Y, sin embargo, junto a ese suplicio, cuya rapidez puede considerarse humanitaria, la Revolución conoció otros, cuya crueldad no ha sido superada ni por nuestro siglo de campos de concentración. Ya hemos evocado las anegaciones de Nantes en esas barcas sobrecargadas de cautivos encadenados, a los que un ingenioso sistema de portañolas enviaba al fondo del Loira, "torrente excelentemente revolucionario" decía el salvaje representante Carrier. En Lyon y en otros lugares hubo fusilamientos en masa, tras los cuales, heridos y muertos eran apilados en mezcla confusa y enterrados, sin distinción ni comprobaciones, con una ferocidad increíble. El episodio de los Pontones de Rochefort se ha hecho célebre en la historia de la tortura, y prueba, por desgracia, de manera aplastante el menosprecio en que algunos revolucionarios tuvieron aquellos "derechos del hombre" tan solemnemente proclamados. Trasladados a tres barcos de tres mástiles, que habían servido para la trata de negros, 850 sacerdotes arrestados, sobre todo en la Francia del norte y del este y en Bélgica, fueron allí detenidos a partir de febrero de 1794 en condiciones de promiscuidad y de cotidianos tormentos, tales que la opinión dio a aquel encierro el nombre de "guillotina seca". Entregados sin defensa a la brutalidad de pretendidos marineros que formaban las tripulaciones de aquellos barcos, presa muy pronto de espantosas epidemias que los diezmaron, aquellos hombres tuvieron el valor sublime de continuar una vida espiritual que la prueba hizo aún más profunda. Se han conservado los textos de las "Resoluciones" que los cautivos redactaron y juraron llevar a la práctica: pocos textos de santos los superan.
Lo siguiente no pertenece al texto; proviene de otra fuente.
#[cfg(test)]
mod tests {
    use alloc::string::String;

    use super::*;

    #[derive(Clone)]
    struct Pair {
        _left: u64,
        _right: u8,
    }

    #[test]
    fn test_lifecycle_eq() {
        // Test that lifecycles have proper static lifetime and can be safely shared
        let lifecycle1 = Lifecycle::new::<i32>();
        let lifecycle2 = Lifecycle::new::<i32>();

        // Both should be the exact same static instance
        assert!(core::ptr::eq(lifecycle1, lifecycle2));
    }

    #[test]
    fn test_lifecycle_type_info() {
        let lifecycle = Lifecycle::new::<Pair>();
        assert_eq!(lifecycle.type_id(), TypeId::of::<Pair>());
        assert!(lifecycle.type_name().ends_with("Pair"));
        assert_eq!(lifecycle.layout(), Layout::new::<Pair>());
        assert_ne!(
            Lifecycle::new::<String>().type_id(),
            Lifecycle::new::<Pair>().type_id()
        );
    }

    #[test]
    fn test_lifecycle_clone_to_heap() {
        let lifecycle = Lifecycle::new::<String>();
        let original = String::from("heap");
        let src = NonNull::from(&original).cast::<Erased>();

        // SAFETY: `src` points to a live `String`
        let copy = unsafe { lifecycle.clone_to_heap(src) }.unwrap();
        assert_ne!(copy, src);

        // SAFETY: `copy` holds a `String` that nothing else references
        let copied: &String = unsafe { copy.cast::<String>().as_ref() };
        assert_eq!(copied, "heap");

        // SAFETY: `copy` is an initialized `String` on a block of its layout
        unsafe {
            lifecycle.drop_in_place(copy);
        }
        // SAFETY: The value was dropped above and the block is not used afterwards
        unsafe {
            crate::storage::deallocate(copy, lifecycle.layout());
        }
    }

    #[test]
    fn test_lifecycle_zero_sized_clone() {
        #[derive(Clone)]
        struct Unit;

        let lifecycle = Lifecycle::new::<Unit>();
        let unit = Unit;
        let src = NonNull::from(&unit).cast::<Erased>();

        // SAFETY: `src` points to a live `Unit`
        let copy = unsafe { lifecycle.clone_to_heap(src) }.unwrap();
        // SAFETY: Zero-sized blocks are never freed for real, and the value is not
        // used afterwards
        unsafe {
            lifecycle.drop_in_place(copy);
        }
        // SAFETY: The value was dropped and the block is not used afterwards
        unsafe {
            crate::storage::deallocate(copy, lifecycle.layout());
        }
    }

    #[test]
    fn test_lifecycle_shared_make_unique() {
        let lifecycle = Lifecycle::new::<String>();
        let first = into_erased(triomphe::Arc::new(String::from("shared")));

        // SAFETY: `first` is an owned `Arc<String>` pointer
        let second = unsafe { lifecycle.shared_retain(first) };
        assert_eq!(first, second);
        // SAFETY: `first` is still owned
        assert_eq!(unsafe { lifecycle.shared_strong_count(first) }, 2);

        // SAFETY: We hand over the ownership of `second`
        let unique = unsafe { lifecycle.shared_make_unique(second) };
        assert_ne!(unique, first);
        // SAFETY: Both pointers are owned
        assert_eq!(unsafe { lifecycle.shared_strong_count(first) }, 1);
        // SAFETY: Both pointers are owned
        assert_eq!(unsafe { lifecycle.shared_strong_count(unique) }, 1);

        // Making a unique pointer unique is a no-op
        // SAFETY: We hand over the ownership of `unique`
        let same = unsafe { lifecycle.shared_make_unique(unique) };
        assert_eq!(same, unique);

        // SAFETY: The pointer is owned and not used afterwards
        unsafe {
            lifecycle.shared_release(first);
        }
        // SAFETY: The pointer is owned and not used afterwards
        unsafe {
            lifecycle.shared_release(same);
        }
    }
}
De aquellos 850 cautivos de los pontones no quedaron más que 274 cuando, en febrero de 1795, siete meses después de la caída de Robespierre, se pensó en sacar a aquellos desgraciados de su horrenda prisión. Pero, muertos o vivos, qué testimonio habían ofrecido a la causa de Dios!

Notas

(*) De la obra de Daniel-Rops, La Iglesia de las Revoluciones, transcribimos los párrafos que siguen a continuación. Hemos elegido un gran escritor católico, que además nadie califica de "integrista", para que su testimonio no pueda ser tachado por quienes tienen suspicacia contra todo aquello que se moteja con este epíteto (aunque a nosotros, personalmente, nos preocupa muy poco que quieran aplicárnoslo).